Episode 11 : coches ratés
J’ai tant de coches loupés à mon actif que la liste exhaustive ne sera jamais comblée.
D’abord les coches des jours givrés, loupés par manque de clairvoyance. Ceux-là me narguent quelquefois, à coup de flashes aveuglants et de musiques faramineuses. J’ai bâti pour eux, dans l’antre de ma mémoire à l’ombre de mes jours heureux, une stèle taillée dans les regrets inutiles, exsangue et désossée.
Il y a eu les coches ratés qui caracolaient trop haut au-dessus des étoiles. Ils avaient besoin de bras suppliants que je n’ai jamais voulu lever.
Et puis ces autres, complètement irresponsables avec des horaires décalés en permanence, que je laissais pendre haut et court les biffant de ma liste dans un geste de rage insupportable.
Comme je ne voulais plus vivre en suspens, usant de l’adage que l’on est rarement mieux servi que par soi-même, un jour de grande chance, j’ai sauté dans celui en partance pour la suite de mes jours, et j’ai fait de mon corps le coche de référence.
Aux pieds, bien calés sur des semelles calfeutrées, j’ai rangé avec soin mes peurs d’avancer et mes pas glissants, puis j’ai celé la clef dans la doublure de mes rêves supendus dans l’entrée.
A l’étage supérieur, lieu traditionnel des hermétismes bouillonnants, j’ai disposé un toit sur pilotis qui laisse entrer et sortir la lumière à son gré. Tant pis pour les courants d’air et l’eau glacée des jours d’orage. C’est là que j’ai assisté à des envolées superbes luttant contre les vertiges étranges qui engloutissaient tout dans leurs volutes. Là, que j’ai supplié Dieu et les siens d’accepter que je ne vénère personne. Là, qu’il m’a tendu en échange une corde salée pour faire claquer mes oripeaux aux quatre vents.
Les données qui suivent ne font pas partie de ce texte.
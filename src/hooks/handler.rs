//! 通知处理器 - 把宿主事件转换为通知
//!
//! 事件分类规则：
//! - `turn_end` + assistant + `stopReason == "error"` => TurnError
//! - `turn_end` + assistant + 其他 => TurnComplete
//! - `tool_call` + `toolName == "ask"` => AskWaiting
//! - `auto_retry_end` + `success == false` => RetryFailed
//!
//! 动态文本都先做 Markdown 转义，固定文案不转义。

use super::types::{AutoRetryEndEvent, ToolCallEvent, TurnEndEvent};
use super::{HostEventHandler, SessionContext};
use crate::config::NotifyConfig;
use crate::notification::event::{NotificationEvent, NotificationEventType, UNKNOWN_SESSION};
use crate::notification::extract::{extract_ask_question, extract_assistant_text};
use crate::notification::NotificationDispatcher;
use crate::text::{escape_markdown, normalize, preview};
use async_trait::async_trait;
use std::panic::AssertUnwindSafe;
use std::sync::Arc;
use tracing::{debug, warn};

const TURN_FAILED: &str = "❌ Agent turn failed";
const TURN_COMPLETED: &str = "✅ Agent turn completed";
const WAITING_FOR_INPUT: &str = "❓ Waiting for input";
const RETRY_FAILED: &str = "❌ Retry failed";

/// 宿主事件 -> 通知分发器
pub struct NotifyHooks {
    dispatcher: Arc<NotificationDispatcher>,
}

impl NotifyHooks {
    pub fn new(dispatcher: Arc<NotificationDispatcher>) -> Self {
        Self { dispatcher }
    }

    /// 在独立任务中构建并发送通知，任务 panic 只记录日志
    async fn guarded<F>(&self, hook: &'static str, session_id: String, build: F)
    where
        F: FnOnce(&NotifyConfig, &str) -> Option<NotificationEvent> + Send + 'static,
    {
        let dispatcher = Arc::clone(&self.dispatcher);
        let task = tokio::spawn(async move {
            match build(dispatcher.config(), &session_id) {
                Some(notification) => Some(dispatcher.send(notification).await),
                None => None,
            }
        });

        match task.await {
            Ok(Some(result)) => debug!(hook, result = ?result, "Hook handled"),
            Ok(None) => debug!(hook, "Hook ignored"),
            Err(e) => warn!(hook, error = %e, "Hook handler aborted"),
        }
    }
}

#[async_trait]
impl HostEventHandler for NotifyHooks {
    async fn on_turn_end(&self, event: TurnEndEvent, ctx: &dyn SessionContext) {
        let session_id = resolve_session_id(ctx);
        self.guarded("turn_end", session_id, move |config, sid| {
            build_turn_end(config, &event, sid)
        })
        .await;
    }

    async fn on_tool_call(&self, event: ToolCallEvent, ctx: &dyn SessionContext) {
        let session_id = resolve_session_id(ctx);
        self.guarded("tool_call", session_id, move |config, sid| {
            build_tool_call(config, &event, sid)
        })
        .await;
    }

    async fn on_auto_retry_end(&self, event: AutoRetryEndEvent, ctx: &dyn SessionContext) {
        let session_id = resolve_session_id(ctx);
        self.guarded("auto_retry_end", session_id, move |config, sid| {
            build_auto_retry_end(config, &event, sid)
        })
        .await;
    }
}

/// 读取 session id；访问器 panic 或返回空值时使用占位值
fn resolve_session_id(ctx: &dyn SessionContext) -> String {
    std::panic::catch_unwind(AssertUnwindSafe(|| ctx.session_id()))
        .ok()
        .flatten()
        .filter(|id| !id.is_empty())
        .unwrap_or_else(|| UNKNOWN_SESSION.to_string())
}

/// `turn_end` 事件 -> TurnError / TurnComplete
pub fn build_turn_end(
    config: &NotifyConfig,
    event: &TurnEndEvent,
    session_id: &str,
) -> Option<NotificationEvent> {
    if event.role() != Some("assistant") {
        return None;
    }

    if event.stop_reason() == Some("error") {
        if !config.notify_error {
            return None;
        }
        return Some(NotificationEvent::new(
            session_id,
            NotificationEventType::TurnError,
            TURN_FAILED,
        ));
    }

    if !config.notify_complete {
        return None;
    }
    let kind = NotificationEventType::TurnComplete;
    let assistant_text = extract_assistant_text(&event.message);
    if assistant_text.is_empty() {
        return Some(NotificationEvent::new(session_id, kind, TURN_COMPLETED));
    }

    let body = escape_markdown(&preview(&assistant_text, config.head, config.tail));
    Some(
        NotificationEvent::new(session_id, kind, format!("{} {}", kind.marker(), body))
            .with_summarize_source(assistant_text),
    )
}

/// `tool_call` 事件 -> AskWaiting（仅 ask 工具）
pub fn build_tool_call(
    config: &NotifyConfig,
    event: &ToolCallEvent,
    session_id: &str,
) -> Option<NotificationEvent> {
    if !config.notify_question || event.tool_name != "ask" {
        return None;
    }

    let kind = NotificationEventType::AskWaiting;
    let question = extract_ask_question(&event.input);
    let message = if question.is_empty() {
        WAITING_FOR_INPUT.to_string()
    } else {
        format!(
            "{} {}",
            kind.marker(),
            escape_markdown(&preview(&question, config.head, config.tail))
        )
    };
    Some(NotificationEvent::new(session_id, kind, message))
}

/// `auto_retry_end` 事件 -> RetryFailed（仅失败时）
pub fn build_auto_retry_end(
    config: &NotifyConfig,
    event: &AutoRetryEndEvent,
    session_id: &str,
) -> Option<NotificationEvent> {
    if !config.notify_error || event.success {
        return None;
    }

    let reason = normalize(event.final_error_text());
    let message = if reason.is_empty() {
        RETRY_FAILED.to_string()
    } else {
        format!(
            "{}: {}",
            RETRY_FAILED,
            escape_markdown(&preview(&reason, config.head, config.tail))
        )
    };
    Some(NotificationEvent::new(
        session_id,
        NotificationEventType::RetryFailed,
        message,
    ))
}
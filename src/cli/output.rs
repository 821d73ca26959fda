//! Output formatting for CLI commands

use crate::config::NotifyConfig;
use crate::notification::SendResult;
use serde::Serialize;

/// Format output as JSON or plain text based on --json flag
pub fn format_output<T: Serialize>(data: &T, json: bool) -> String {
    if json {
        serde_json::to_string_pretty(data).unwrap_or_else(|_| "{}".to_string())
    } else {
        serde_json::to_string(data).unwrap_or_else(|_| "{}".to_string())
    }
}

/// 配置的可读文本形式（调用方负责先遮盖密钥）
pub fn format_config_text(config: &NotifyConfig) -> String {
    let mut lines = vec![
        format!("gotify_url:        {}", or_unset(&config.gotify_url)),
        format!("gotify_token:      {}", or_unset(&config.gotify_token)),
        format!("title:             {}", config.title),
        format!("max_chars:         {}", config.max_chars),
        format!("preview:           head={} tail={}", config.head, config.tail),
        format!(
            "events:            complete={} error={} question={}",
            config.notify_complete, config.notify_error, config.notify_question
        ),
        format!("dedup_window_secs: {}", config.dedup_window_secs),
    ];

    match &config.summarizer {
        Some(s) => {
            lines.push(format!("summarizer:        {} @ {}", s.model, s.endpoint));
            lines.push(format!("  api_key:         {}", s.api_key));
            lines.push(format!("  timeout_secs:    {}", s.timeout_secs));
            lines.push(format!("  max_input_chars: {}", s.max_input_chars));
        }
        None => lines.push("summarizer:        disabled".to_string()),
    }

    lines.join("\n")
}

/// 推送结果的单行描述
pub fn format_send_result(result: &SendResult) -> String {
    match result {
        SendResult::Sent => "sent".to_string(),
        SendResult::Skipped(reason) => format!("skipped: {}", reason),
        SendResult::Failed(reason) => format!("failed: {}", reason),
    }
}

fn or_unset(value: &str) -> &str {
    if value.is_empty() {
        "(unset)"
    } else {
        value
    }
}
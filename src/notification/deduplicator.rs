//! 通知去重器 - 防止短时间内发送重复通知
//!
//! 去重键为 `(session_id, event_kind, 渲染后的完整消息)`。
//! 消息内容有任何变化都会绕过去重。
//!
//! ## 去重策略
//! 1. 时间戳精度为秒（Unix 时间）
//! 2. 窗口 <= 0 时关闭去重
//! 3. 每次记录新发送时顺带清理过期记录，没有后台清理任务

use std::collections::HashMap;
use tracing::debug;

/// 键分隔符，不会出现在 session id 或事件类型中
const KEY_SEPARATOR: char = '\u{1f}';

/// 通知去重器
#[derive(Debug)]
pub struct NotificationDeduplicator {
    /// 最近发送的通知: key -> 发送时间（秒）
    recent: HashMap<String, i64>,
    /// 去重窗口（秒）
    window_secs: i64,
}

impl NotificationDeduplicator {
    /// 创建去重器
    pub fn new(window_secs: i64) -> Self {
        Self {
            recent: HashMap::new(),
            window_secs,
        }
    }

    /// 检查是否应该发送通知（使用当前时间）
    ///
    /// 返回 `true` 表示应该发送，`false` 表示应该去重跳过
    pub fn should_send(&mut self, session_id: &str, event_kind: &str, message: &str) -> bool {
        self.should_send_at(session_id, event_kind, message, chrono::Utc::now().timestamp())
    }

    /// 以指定时间戳检查是否应该发送
    ///
    /// # 去重规则
    /// - 同一 key 在窗口内再次出现会被跳过，且不刷新时间戳
    /// - 不同 session、不同事件类型或不同消息互不影响
    /// - 窗口过期后可以重新发送
    pub fn should_send_at(
        &mut self,
        session_id: &str,
        event_kind: &str,
        message: &str,
        now: i64,
    ) -> bool {
        if self.window_secs <= 0 {
            return true;
        }

        let key = Self::key(session_id, event_kind, message);
        if let Some(&last) = self.recent.get(&key) {
            if now - last < self.window_secs {
                debug!(
                    session_id = %session_id,
                    event_kind = %event_kind,
                    elapsed_secs = now - last,
                    "Notification deduplicated"
                );
                return false;
            }
        }

        self.recent.insert(key, now);
        self.cleanup_expired(now);
        true
    }

    /// 当前缓存的记录数
    pub fn len(&self) -> usize {
        self.recent.len()
    }

    pub fn is_empty(&self) -> bool {
        self.recent.is_empty()
    }

    fn key(session_id: &str, event_kind: &str, message: &str) -> String {
        format!(
            "{}{sep}{}{sep}{}",
            session_id,
            event_kind,
            message,
            sep = KEY_SEPARATOR
        )
    }

    /// 清理过期记录
    fn cleanup_expired(&mut self, now: i64) {
        let window = self.window_secs;
        self.recent.retain(|_, ts| now - *ts <= window);
    }
}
J’ai peaufiné mes coins de bouche et creusé des sillons pour que les sourires à foison déposent leur nacre. Sur le front balayé de mèches rebelles, j’ai dessiné en lettres capitales quelques interrogations.
Certains jours hors du temps, j’ai pu voir l’âme enfouie mouiller au vert tendre de mes yeux et s’accouder au bastingage.
Dans mon ventre, protégées dans l’ambre épais de mes chairs, je porte mal les angoisses du monde, je ne connais pas tous les noms.
Sur le cambré de mes reins, en frissons passion, chute le pommier de l’Eden dans une fougue intense qui fouette mes veines du souffle de terres inconnues.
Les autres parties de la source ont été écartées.